- School seal

Location
- 100 Industrial Drive Burgaw, North Carolina 28425 United States 34°32′37″N 77°55′22″W﻿ / ﻿34.5436°N 77.9227°W

Information
- Other names: PEC, PECHS
- Type: Public high school – selective admissions
- Motto: Contribution. Purpose. Power. Challenge.
- Established: 2006 (20 years ago)
- CEEB code: 340500
- Principal: Daniel Sidor
- Staff: 9.50 (FTE)
- Grades: 9–12
- Enrollment: 193 (2023–2024)
- Student to teacher ratio: 20.32
- Colors: Red and black
- Mascot: Seawolf
- Website: sites.google.com/a/pender.k12.nc.us/pechs/

= Pender Early College High School =

Public high school in Burgaw, North Carolina, United States

Pender Early College High School, also known as PEC or PECHS, is a school in Burgaw, North Carolina, United States, created by the Early College High School Initiative, and sponsored by the New Schools Project. Pender County Schools and Cape Fear Community College maintain the school, which is situated on the Burgaw Campus of Cape Fear Community College. It had its first graduating class in May 2010.

==Dual enrollment==
Students who enroll in Pender Early College High School are also enrolled in Cape Fear Community College. The curriculum lasts four to five years, and students gradually take college classes in place of their high school classes, until their junior year, when students should be taking all college classes. Upon completion of the program, students will graduate with both a high school diploma and an associate degree from Cape Fear Community College. Students are also required to complete 150 hours of civic engagement, four leadership development camps, a graduation project, an internship and a cumulative portfolio before graduation.

==Classes==
All classes offered at PECHS are either honors or college level.

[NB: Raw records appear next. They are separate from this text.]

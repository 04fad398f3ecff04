use design_scan::report::{OutputFormat, render};
use design_scan::results::Logo;
use design_scan::{Scan, SourceType};

const LANDING_PAGE: &str = r##"<!doctype html>
<html>
<head>
  <style>
    body { background-color: #FFFDF7; color: #1F2933; font-family: "Source Sans Pro", Helvetica, sans-serif; line-height: 1.5; }
    h1, h2 { font-family: Merriweather, Georgia, serif; color: #102A43; }
    .btn-primary { background-color: #D64545; color: #FFFFFF; }
    .card { background-color: #F0F4F8; border: 1px solid #BCCCDC; }
    .hero { background-image: url("/images/hero.jpg"); }
  </style>
</head>
<body>
  <header>
    <a href="/"><svg class="logo" width="120" height="32" viewBox="0 0 120 32"><rect width="120" height="32" fill="#D64545"/></svg></a>
    <nav><a href="/menu">Menu</a> <a href="/visit">Visit</a></nav>
  </header>
  <section class="hero">
    <h1>Sourdough, every morning</h1>
    <button class="btn-primary">Order now</button>
  </section>
  <main>
    <div class="card">
      <h2>Our bakery</h2>
      <p>Stone-milled flour, long fermentation and a wood-fired oven.</p>
      <img src="/images/oven.jpg" alt="Oven" width="640" height="427">
    </div>
  </main>
</body>
</html>"##;

#[tokio::main]
async fn main() -> Result<(), Box<dyn std::error::Error>> {
    // Initialize logger
    env_logger::init();

    // Create a Scan builder for an in-memory page
    let scan = Scan::new(SourceType::Html {
        html: LANDING_PAGE.to_string(),
        base_url: "https://bakery.example/".to_string(),
    });

    let outcome = scan.run().await;
    println!("{}", render(&outcome, OutputFormat::Text)?);

    // The SVG logo preview stays registered until it is revoked
    if let Some(Logo::Svg(logo)) = outcome.report().and_then(|r| r.images.logo.as_ref()) {
        println!("Logo preview at {}", logo.url);
        logo.url.clone().revoke(scan.registry());
    }

    Ok(())
}
impl<'a> Resolver<'a> {
    fn new(parent: &'a ComputedStyle) -> Self {
        let initial = root_style();
        let style = ComputedStyle {
            color: parent.color.clone(),
            font_family: parent.font_family.clone(),
            font_size: parent.font_size.clone(),
            font_weight: parent.font_weight.clone(),
            line_height: parent.line_height.clone(),
            ..initial
        };
        Self {
            parent,
            parent_font_px: parse_px(&parent.font_size).unwrap_or(ROOT_FONT_SIZE),
            style,
            width: None,
            height: None,
        }
    }

    fn apply_user_agent(&mut self, element: &ElementRef) {
        let tag = element.value().name();
        match tag {
            "h1" | "h2" | "h3" | "h4" | "h5" | "h6" => {
                let size = match tag {
                    "h1" => "2em",
                    "h2" => "1.5em",
                    "h3" => "1.17em",
                    "h4" => "1em",
                    "h5" => "0.83em",
                    _ => "0.67em",
                };
                self.apply("font-size", size);
                self.apply("font-weight", "bold");
            }
            "b" | "strong" | "th" => self.apply("font-weight", "bold"),
            "a" if element.value().attr("href").is_some() => self.apply("color", "rgb(0, 0, 238)"),
            "button" => {
                self.apply("background-color", "rgb(239, 239, 239)");
                self.apply("color", "rgb(0, 0, 0)");
                self.apply("border-top-width", "2px");
                self.apply("border-top-color", "rgb(118, 118, 118)");
            }
            "input" | "textarea" | "select" => {
                self.apply("border-top-width", "2px");
                self.apply("border-top-color", "rgb(118, 118, 118)");
                if matches!(element.value().attr("type"), Some("submit" | "button" | "reset")) {
                    self.apply("background-color", "rgb(239, 239, 239)");
                }
            }
            "code" | "pre" | "kbd" | "samp" => self.apply("font-family", "monospace"),
            _ => {}
        }
    }

    fn apply_all(&mut self, declarations: &IndexMap<String, String>) {
        for (property, value) in declarations {
            self.apply(property, value);
        }
    }

    fn apply(&mut self, property: &str, value: &str) {
        let lower = value.trim().to_ascii_lowercase();
        match lower.as_str() {
            "inherit" => return self.inherit(property),
            "initial" => return self.reset(property),
            "unset" if INHERITED.contains(&property) => return self.inherit(property),
            "unset" => return self.reset(property),
            _ => {}
        }

        let value = value.trim().to_string();
        match property {
            "color" if lower == "currentcolor" => self.style.color = self.parent.color.clone(),
            "color" => self.style.color = value,
            "background-color" => self.style.background_color = value,
            "background-image" => self.style.background_image = value,
            "border-top-color" => self.style.border_top_color = value,
            "border-top-width" => self.style.border_top_width = value,
            "font-family" => self.style.font_family = value,
            "font-size" => self.style.font_size = format_px(self.font_size_px(&lower)),
            "font-weight" => self.style.font_weight = self.font_weight(&lower),
            "line-height" => self.style.line_height = value,
            "width" => self.width = parse_length(&lower, self.parent_font_px, f64::NAN),
            "height" => self.height = parse_length(&lower, self.parent_font_px, f64::NAN),
            _ => {}
        }
    }

    fn inherit(&mut self, property: &str) {
        let parent = self.parent;
        match property {
            "color" => self.style.color = parent.color.clone(),
            "background-color" => self.style.background_color = parent.background_color.clone(),
            "background-image" => self.style.background_image = parent.background_image.clone(),
            "border-top-color" => self.style.border_top_color = parent.border_top_color.clone(),
            "border-top-width" => self.style.border_top_width = parent.border_top_width.clone(),
            "font-family" => self.style.font_family = parent.font_family.clone(),
            "font-size" => self.style.font_size = parent.font_size.clone(),
            "font-weight" => self.style.font_weight = parent.font_weight.clone(),
            "line-height" => self.style.line_height = parent.line_height.clone(),
            _ => {}
        }
    }

    fn reset(&mut self, property: &str) {
        let initial = root_style();
        match property {
            "color" => self.style.color = initial.color,
            "background-color" => self.style.background_color = initial.background_color,
            "background-image" => self.style.background_image = initial.background_image,
            "border-top-color" => self.style.border_top_color = initial.border_top_color,
            "border-top-width" => self.style.border_top_width = initial.border_top_width,
            "font-family" => self.style.font_family = initial.font_family,
            "font-size" => self.style.font_size = initial.font_size,
            "font-weight" => self.style.font_weight = initial.font_weight,
            "line-height" => self.style.line_height = initial.line_height,
            _ => {}
        }
    }

    fn font_size_px(&self, value: &str) -> f64 {
        let parent = self.parent_font_px;
        match value {
            "xx-small" => 9.0,
            "x-small" => 10.0,
            "small" => 13.0,
            "medium" => 16.0,
            "large" => 18.0,
            "x-large" => 24.0,
            "xx-large" => 32.0,
            "xxx-large" => 48.0,
            "smaller" => parent / 1.2,
            "larger" => parent * 1.2,
            _ => parse_length(value, parent, parent).unwrap_or(parent),
        }
    }

    fn font_weight(&self, value: &str) -> String {
        let parent: u32 = self.parent.font_weight.parse().unwrap_or(400);
        let weight = match value {
            "normal" => 400,
            "bold" => 700,
            "bolder" if parent < 400 => 400,
            "bolder" if parent < 600 => 700,
            "bolder" => 900,
            "lighter" if parent >= 800 => 700,
            "lighter" if parent >= 600 => 400,
            "lighter" => 100,
            _ => value.parse::<f64>().map(|w| w.round() as u32).unwrap_or(parent),
        };
        weight.to_string()
    }

    /// Declared px size wins over presentational `width`/`height` attributes
    fn size(&self, element: &ElementRef) -> Option<Size> {
        let attr = |name: &str| {
            element
                .value()
                .attr(name)
                .and_then(parse_px)
                .filter(|n| *n >= 0.0)
        };
        let width = self.width.filter(|w| w.is_finite()).or_else(|| attr("width"))?;
        let height = self.height.filter(|h| h.is_finite()).or_else(|| attr("height"))?;
        Some(Size::new(width, height))
    }

    fn finish(mut self) -> ComputedStyle {
        if self.style.border_top_color.eq_ignore_ascii_case("currentcolor") {
            self.style.border_top_color = self.style.color.clone();
        }

        let font_px = parse_px(&self.style.font_size).unwrap_or(ROOT_FONT_SIZE);
        let line_height = self.style.line_height.trim().to_ascii_lowercase();
        let is_number = line_height.parse::<f64>().is_ok();
        if line_height != "normal" && !is_number {
            if let Some(px) = parse_length(&line_height, font_px, font_px) {
                self.style.line_height = format_px(px);
            }
        }

        self.style
    }
}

High school classes include English I, II, III, and IV; journalism; integrated math I, II, III, and IV; earth/environmental science; biology; chemistry; civics and economics; United States history; and world history. All classes offered at Cape Fear Community College are open to PECHS students; these range from boat building to multi-variable calculus. PECHS also hosts special classes and seminars that vary by semester. These include yoga, documentary film, project citizenship and etiquette classes.

==Houses==
The latest addition to PECHS was their Houses. Students are split into four groups: The Fellowship, The Golden Dynasty, The Crusaders, and The Foundation.
Each house system represents one of the four symbols on the PECHS logo.